It is undeniable that the facilities are large, but these services are usually charged per hour of use, and the cost estimate at the end of the month can be quite unpredictable. Allocated machines are charged even when idle and can become an unnecessary black hole in small businesses’ budgets. You can use these four tips for aws cost optimization.
Monitor Your Demand
The elasticity of your instances is a key factor of your infrastructure that can bring big savings; identifying when it is possible to shut down machines without giving up system stability is the first step. It is common in B2C that traffic outside business hours is reduced; it is usually possible to reduce instances by up to 30% without prejudice to the application. In continuous integration models, test environments running online parallel with the actual application in production must also be turned off daily if no one will use it.

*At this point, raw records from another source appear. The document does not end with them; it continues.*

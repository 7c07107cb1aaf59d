//! Replica configuration — how to construct one worker instance of a backend

use serde::{Deserialize, Serialize};
use std::collections::BTreeMap;

use super::backend::BackendMetadata;
use crate::error::{Result, ServeError};

/// Placement and resource options handed to the replica runtime
#[derive(Debug, Clone, PartialEq, Serialize, Deserialize)]
pub struct ActorOptions {
    /// CPUs reserved per replica (default: 1.0)
    #[serde(default = "default_num_cpus")]
    pub num_cpus: f64,

    /// GPUs reserved per replica (default: 0.0)
    #[serde(default)]
    pub num_gpus: f64,

    /// Memory reserved per replica in bytes
    #[serde(default)]
    pub memory: Option<u64>,

    /// Custom resources (e.g., "accelerator" → 1.0)
    #[serde(default)]
    pub resources: BTreeMap<String, f64>,
}

fn default_num_cpus() -> f64 {
    1.0
}

impl Default for ActorOptions {
    fn default() -> Self {
        Self {
            num_cpus: default_num_cpus(),
            num_gpus: 0.0,
            memory: None,
            resources: BTreeMap::new(),
        }
    }
}

/// Describes how to build a replica: a constructor registered with the
/// runtime, its arguments, and placement options.
///
/// The constructor is referenced by name so the configuration can be
/// checkpointed and replayed after a controller restart.
#[derive(Debug, Clone, PartialEq, Serialize, Deserialize)]
pub struct ReplicaConfig {
    /// Name of the constructor registered with the replica runtime
    pub constructor: String,

    /// Arguments passed to the constructor
    #[serde(default)]
    pub init_args: Vec<serde_json::Value>,

    /// Worker placement / resource options
    #[serde(default)]
    pub actor_options: ActorOptions,

    /// Whether the callable takes a list of requests per invocation
    #[serde(default)]
    pub accepts_batches: bool,

    /// Whether the callable blocks its thread (runs on the blocking pool)
    #[serde(default)]
    pub is_blocking: bool,
}

impl ReplicaConfig {
    /// Create a replica config for a registered constructor
    pub fn new(constructor: impl Into<String>) -> Self {
        Self {
            constructor: constructor.into(),
            init_args: Vec::new(),
            actor_options: ActorOptions::default(),
            accepts_batches: false,
            is_blocking: false,
        }
    }

    /// Set constructor arguments
    pub fn with_init_args(mut self, args: Vec<serde_json::Value>) -> Self {
        self.init_args = args;
        self
    }

    /// Set placement options
    pub fn with_actor_options(mut self, options: ActorOptions) -> Self {
        self.actor_options = options;
        self
    }

    /// Mark the callable as accepting batches
    pub fn accept_batch(mut self) -> Self {
        self.accepts_batches = true;
        self
    }

    /// Mark the callable as blocking
    pub fn blocking(mut self) -> Self {
        self.is_blocking = true;
        self
    }

    /// Capability flags carried onto the backend config
    pub fn metadata(&self) -> BackendMetadata {
        BackendMetadata {
            accepts_batches: self.accepts_batches,
            is_blocking: self.is_blocking,
        }
    }

    /// Validate the replica config
    pub fn validate(&self) -> Result<()> {
        if self.constructor.trim().is_empty() {
            return Err(ServeError::Validation(
                "replica constructor must not be empty".to_string(),
            ));
        }
        let opts = &self.actor_options;
        if !opts.num_cpus.is_finite() || opts.num_cpus < 0.0 {
            return Err(ServeError::Validation(format!(
                "num_cpus ({}) must be a non-negative number",
                opts.num_cpus
            )));
        }
        if !opts.num_gpus.is_finite() || opts.num_gpus < 0.0 {
            return Err(ServeError::Validation(format!(
                "num_gpus ({}) must be a non-negative number",
                opts.num_gpus
            )));
        }
        if let Some((name, amount)) = opts
            .resources
            .iter()
            .find(|(_, v)| !v.is_finite() || **v < 0.0)
        {
            return Err(ServeError::Validation(format!(
                "resource '{}' has invalid amount {}",
                name, amount
            )));
        }
        Ok(())
    }
}

#[cfg(test)]
mod tests {
    use super::*;

    #[test]
    fn test_builder_flags() {
        let rc = ReplicaConfig::new("echo").accept_batch().blocking();
        assert!(rc.accepts_batches);
        assert!(rc.is_blocking);
        let meta = rc.metadata();
        assert!(meta.accepts_batches);
        assert!(meta.is_blocking);
    }

    #[test]
    fn test_defaults_from_toml() {
        let rc: ReplicaConfig = toml::from_str(r#"constructor = "model""#).unwrap();
        assert_eq!(rc.constructor, "model");
        assert!(rc.init_args.is_empty());
        assert_eq!(rc.actor_options.num_cpus, 1.0);
        assert_eq!(rc.actor_options.num_gpus, 0.0);
        assert!(!rc.accepts_batches);
    }

    #[test]
    fn test_validate_empty_constructor() {
        let err = ReplicaConfig::new("  ").validate().unwrap_err();
        assert!(err.to_string().contains("constructor"));
    }

    #[test]
    fn test_validate_negative_resources() {
        let mut opts = ActorOptions::default();
        opts.resources.insert("tpu".into(), -1.0);
        let err = ReplicaConfig::new("m")
            .with_actor_options(opts)
            .validate()
            .unwrap_err();
        assert!(err.to_string().contains("tpu"));

        let opts = ActorOptions {
            num_gpus: f64::NAN,
            ..Default::default()
        };
        assert!(ReplicaConfig::new("m")
            .with_actor_options(opts)
            .validate()
            .is_err());
    }

    #[test]
    fn test_init_args_roundtrip() {
        let rc = ReplicaConfig::new("counter").with_init_args(vec![serde_json::json!(5)]);
        let json = serde_json::to_string(&rc).unwrap();
        let parsed: ReplicaConfig = serde_json::from_str(&json).unwrap();
        assert_eq!(parsed, rc);
    }
}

Also, the Autoscaling tool itself can point you in the right direction and automate the process of turning machines on or off. The tip is to use tags for each instance and monitor the evolution over time. If there is constancy or predictability in demand, your system must adapt to it using the minimum resources required.

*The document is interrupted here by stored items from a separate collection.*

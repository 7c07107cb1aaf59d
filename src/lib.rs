//! # A3S Serve
//!
//! Control plane and request routing for model serving: named endpoints,
//! versioned backends, weighted and shadow traffic, and a router that
//! admits and batches requests per backend.
//!
//! ## Architecture
//!
//! ```text
//! Session → Controller (registries, checkpoint) → Router snapshot
//!                                                     ↓
//! ServeHandle / HTTP listener → Router → BackendQueue → Replica
//! ```
//!
//! ## Core Features
//!
//! - **Traffic policy**: weighted splits across backends plus independent shadow copies
//! - **Admission control**: per-backend concurrency limit with queueing
//! - **Dynamic batching**: flush on batch size or on wait timeout
//! - **Durable state**: every accepted mutation is checkpointed before it is acknowledged
//! - **Replica supervision**: crashed replicas are replaced by convergence
//!
//! ## Quick Start
//!
//! ```rust,ignore
//! use a3s_serve::{config::{ReplicaConfig, ServeConfig}, LocalRuntime, ServeCluster};
//! use std::sync::Arc;
//!
//! #[tokio::main]
//! async fn main() -> a3s_serve::Result<()> {
//!     let runtime = Arc::new(LocalRuntime::new());
//!     runtime.register_function("echo", |req| Ok(req.args));
//!
//!     let cluster = ServeCluster::new(ServeConfig::default(), runtime);
//!     let serve = cluster.init("default").await?;
//!     serve.create_backend("echo:v1", ReplicaConfig::new("echo"), Default::default()).await?;
//!     serve.create_endpoint("echo", "echo:v1", Some("/echo"), None).await?;
//!     let out = serve.get_handle("echo", false)?.remote(serde_json::json!("hi")).await?;
//!     Ok(())
//! }
//! ```

pub mod config;
pub mod controller;
pub mod error;
pub mod handle;
pub mod proxy;
pub mod registry;
pub mod replica;
pub mod router;
pub mod session;

// Re-export main types
pub use controller::{Controller, ControllerStatus};
pub use error::{ErrorKind, Result, ServeError};
pub use handle::ServeHandle;
pub use replica::{HttpRuntime, LocalRuntime, ReplicaRuntime, ServeRequest};
pub use session::{ServeCluster, Session};

use serde::{Deserialize, Serialize};

/// Controller lifecycle state
#[derive(Debug, Clone, Copy, PartialEq, Eq, Serialize, Deserialize)]
#[derive(Default)]
pub enum ControllerState {
    /// Created, registries not yet loaded
    #[default]
    Initializing,
    /// Restoring registries and replicas from a checkpoint
    Recovering,
    /// Accepting administrative calls and routing traffic
    Serving,
    /// Tearing down routers and replicas
    ShuttingDown,
    /// Gone; callers must initialize a new controller
    Terminated,
}

impl std::fmt::Display for ControllerState {
    fn fmt(&self, f: &mut std::fmt::Formatter<'_>) -> std::fmt::Result {
        match self {
            Self::Initializing => write!(f, "initializing"),
            Self::Recovering => write!(f, "recovering"),
            Self::Serving => write!(f, "serving"),
            Self::ShuttingDown => write!(f, "shutting down"),
            Self::Terminated => write!(f, "terminated"),
        }
    }
}

#[cfg(test)]
mod tests {
    use super::*;

    #[test]
    fn test_controller_state_default() {
        assert_eq!(ControllerState::default(), ControllerState::Initializing);
    }

    #[test]
    fn test_controller_state_display() {
        assert_eq!(ControllerState::Initializing.to_string(), "initializing");
        assert_eq!(ControllerState::Recovering.to_string(), "recovering");
        assert_eq!(ControllerState::Serving.to_string(), "serving");
        assert_eq!(ControllerState::ShuttingDown.to_string(), "shutting down");
        assert_eq!(ControllerState::Terminated.to_string(), "terminated");
    }

    #[test]
    fn test_controller_state_serialization() {
        let json = serde_json::to_string(&ControllerState::Serving).unwrap();
        let parsed: ControllerState = serde_json::from_str(&json).unwrap();
        assert_eq!(parsed, ControllerState::Serving);
    }

    #[test]
    fn test_controller_status_serialization() {
        let status = ControllerStatus {
            name: "prod".to_string(),
            state: ControllerState::Serving,
            seq: 12,
            endpoints: 2,
            backends: 3,
            replicas: 5,
        };
        let json = serde_json::to_string(&status).unwrap();
        let parsed: ControllerStatus = serde_json::from_str(&json).unwrap();
        assert_eq!(parsed.state, ControllerState::Serving);
        assert_eq!(parsed.seq, 12);
        assert_eq!(parsed.replicas, 5);
    }
}
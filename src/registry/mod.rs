//! Control-plane registries
//!
//! [`Registries`] is the unit the controller mutates, checkpoints and
//! publishes to routers. Operations that span both registries (reference
//! checks, backend existence) live here; single-registry rules live in
//! the submodules.

pub mod backend;
pub mod endpoint;
pub mod traffic;

pub use backend::{BackendEntry, BackendRegistry};
pub use endpoint::{Endpoint, EndpointInfo, EndpointRegistry};
pub use traffic::TrafficPolicy;

use serde::{Deserialize, Serialize};
use std::collections::BTreeMap;

use crate::config::{BackendConfig, BackendConfigUpdate, ReplicaConfig};
use crate::error::{Result, ServeError};

/// Endpoint and backend registries, always mutated together
#[derive(Debug, Clone, Default, PartialEq, Serialize, Deserialize)]
pub struct Registries {
    #[serde(default)]
    pub endpoints: EndpointRegistry,
    #[serde(default)]
    pub backends: BackendRegistry,
}

impl Registries {
    pub fn create_endpoint(
        &mut self,
        name: &str,
        backend: &str,
        route: Option<&str>,
        methods: Option<&[String]>,
    ) -> Result<()> {
        self.endpoints
            .create(name, route, methods, backend, 1.0, &self.backends)?;
        Ok(())
    }

    pub fn delete_endpoint(&mut self, name: &str) -> Result<()> {
        self.endpoints.delete(name).map(|_| ())
    }

    pub fn create_backend(
        &mut self,
        tag: &str,
        replica_config: ReplicaConfig,
        options: BackendConfigUpdate,
    ) -> Result<()> {
        self.backends.create(tag, replica_config, options).map(|_| ())
    }

    pub fn update_backend_config(
        &mut self,
        tag: &str,
        update: &BackendConfigUpdate,
    ) -> Result<()> {
        self.backends.update_config(tag, update).map(|_| ())
    }

    /// Remove a backend that no endpoint references
    pub fn delete_backend(&mut self, tag: &str) -> Result<BackendEntry> {
        if !self.backends.contains(tag) {
            return Err(ServeError::NotFound(format!(
                "backend '{}' is not registered",
                tag
            )));
        }
        let users = self.endpoints.referencing(tag);
        if !users.is_empty() {
            return Err(ServeError::Conflict(format!(
                "backend '{}' is still referenced by endpoint(s) {}; \
                 remove it from their traffic policy first",
                tag,
                users.join(", ")
            )));
        }
        self.backends.remove(tag)
    }

    pub fn set_traffic(&mut self, endpoint: &str, weights: BTreeMap<String, f64>) -> Result<()> {
        self.endpoints.set_traffic(endpoint, weights, &self.backends)
    }

    pub fn shadow_traffic(&mut self, endpoint: &str, backend: &str, proportion: f64) -> Result<()> {
        self.endpoints
            .shadow_traffic(endpoint, backend, proportion, &self.backends)
    }

    pub fn list_endpoints(&self) -> BTreeMap<String, EndpointInfo> {
        self.endpoints.list()
    }

    pub fn list_backends(&self) -> BTreeMap<String, BackendConfig> {
        self.backends.list()
    }

    /// Check the cross-registry invariant: every backend named by a policy exists.
    ///
    /// Holds after every successful operation; used to vet recovered state.
    pub fn check_references(&self) -> Result<()> {
        for (name, endpoint) in self.endpoints.iter() {
            if let Some(tag) = endpoint
                .traffic
                .backends()
                .find(|tag| !self.backends.contains(tag))
            {
                return Err(ServeError::Checkpoint(format!(
                    "endpoint '{}' references unknown backend '{}'",
                    name, tag
                )));
            }
        }
        Ok(())
    }
}

#[cfg(test)]
mod tests {
    use super::*;

    fn with_backends(tags: &[&str]) -> Registries {
        let mut reg = Registries::default();
        for tag in tags {
            reg.create_backend(tag, ReplicaConfig::new("echo"), Default::default())
                .unwrap();
        }
        reg
    }

    #[test]
    fn test_delete_backend_referenced_by_weights() {
        let mut reg = with_backends(&["v1"]);
        reg.create_endpoint("api", "v1", Some("/api"), None).unwrap();
        let before = reg.clone();

        let err = reg.delete_backend("v1").unwrap_err();
        assert!(matches!(err, ServeError::Conflict(_)));
        assert!(err.to_string().contains("api"));
        assert_eq!(reg, before);
    }

    #[test]
    fn test_delete_backend_referenced_by_shadow() {
        let mut reg = with_backends(&["v1", "v2"]);
        reg.create_endpoint("api", "v1", None, None).unwrap();
        reg.shadow_traffic("api", "v2", 0.1).unwrap();
        assert!(matches!(
            reg.delete_backend("v2"),
            Err(ServeError::Conflict(_))
        ));

        reg.shadow_traffic("api", "v2", 0.0).unwrap();
        reg.delete_backend("v2").unwrap();
        assert!(!reg.list_backends().contains_key("v2"));
    }

    #[test]
    fn test_delete_backend_after_endpoint_removed() {
        let mut reg = with_backends(&["v1"]);
        reg.create_endpoint("api", "v1", None, None).unwrap();
        reg.delete_endpoint("api").unwrap();
        reg.delete_backend("v1").unwrap();
        assert!(reg.list_backends().is_empty());
    }

    #[test]
    fn test_delete_unknown_backend() {
        let mut reg = Registries::default();
        assert!(matches!(
            reg.delete_backend("ghost"),
            Err(ServeError::NotFound(_))
        ));
    }

    #[test]
    fn test_set_traffic_reflected_in_list() {
        let mut reg = with_backends(&["a", "b"]);
        reg.create_endpoint("api", "a", None, None).unwrap();
        let weights: BTreeMap<_, _> = [("a".to_string(), 0.7), ("b".to_string(), 0.3)]
            .into_iter()
            .collect();
        reg.set_traffic("api", weights.clone()).unwrap();
        assert_eq!(reg.list_endpoints()["api"].traffic, weights);
        reg.check_references().unwrap();
    }

    #[test]
    fn test_check_references_detects_dangling() {
        let mut reg = with_backends(&["a"]);
        reg.create_endpoint("api", "a", None, None).unwrap();
        reg.backends.remove("a").unwrap();
        assert!(reg.check_references().is_err());
    }

    #[test]
    fn test_serde_roundtrip_preserves_state() {
        let mut reg = with_backends(&["a", "b"]);
        reg.create_endpoint("api", "a", Some("/api"), None).unwrap();
        reg.shadow_traffic("api", "b", 0.25).unwrap();
        let json = serde_json::to_string(&reg).unwrap();
        let back: Registries = serde_json::from_str(&json).unwrap();
        assert_eq!(back, reg);
    }
}
#[async_trait]
impl RoutingTableSource for ControllerSource {
    async fn routing_table(&self) -> Option<RoutingTable> {
        let controller = self.0.upgrade()?;
        match controller.state() {
            ControllerState::Terminated => None,
            _ => Some(controller.routing_table()),
        }
    }
}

Take A Bottom-Up Approach.
T2. medium or T2. Large? M4 or C4? The choice of instance can be quite confusing, especially for developers who are starting to venture into infrastructure. Is it essential to know your application and have estimates of the main bottlenecks? Will you need more memory, processing, or storage? Is available bandwidth a limiter? With these variables in mind, the simple answer is that the ideal instance is the cheapest option that meets your demand.
If you already use AWS, you can guide your decision from CloudWatch information and set usage alarms. The general idea is to identify a minimum standard that your application needs, choosing the most appropriate instances: the options include optimizations for processing, RAM, I / O, GPU, among others. But it is useless to be seduced by the specifications and overpay without a real need.
Trusted Advisor is a tool that offers suggestions for use based on the metrics of the application, including reducing instances or changing types. For a very variable demand, it is interesting to use a more significant number of smaller intermittent instances (T2) instead of more significant fixed instances (M3, M4); if their application allows, they generally bring a cost reduction and operate with less idle capacity.
Use Reserved Instances
After identifying the most appropriate instance profile for your application, it is possible to purchase instances reserved for that minimum of resources that will always be connected. It is possible to commit to an instance for 1 or 3 years and obtain substantial discounts on face values. It is possible to reserve resources from EC2, ElastiCache, Redshift, RDS, and DynamoDB in different payment methods (Upfront, Partial or No-Upfront), eliminating risks exchange changes or better adjust to a more limited budget now.
But do not stop there; you should continue to monitor the use of reserved instances and, if applicable, sell instances that are not used in the Instance Shop or even look for bargains for shorter periods. The tip is to leave about 80% of your demand 24/7 as reserved instances, with some leeway for a temporary demand reduction. The payback is usually high: you pay in 1 year what you would pay in 7 months without reserved instances.
Take Advantage Of Your Business Intelligence Team
Even if they are not developers or do not understand infrastructure, BI professionals can have good insights when analyzing Amazon’s platform tools, such as the Billing Console. Identifying resources by tag helps to identify departments or managers, and creating budget alerts help to avoid billing surprises,
Cost Explorer also allows you to access metrics clearly and translate your needs in a simplified way for other company sectors. For more advanced users, it is possible to generate Reports per hour for later analysis and creation of KPIs. A tip is to observe at least three aspects: IR coverage (Reserved instances / online instances 100% of the time), elasticity (% of machines being shut down per day), and resource use.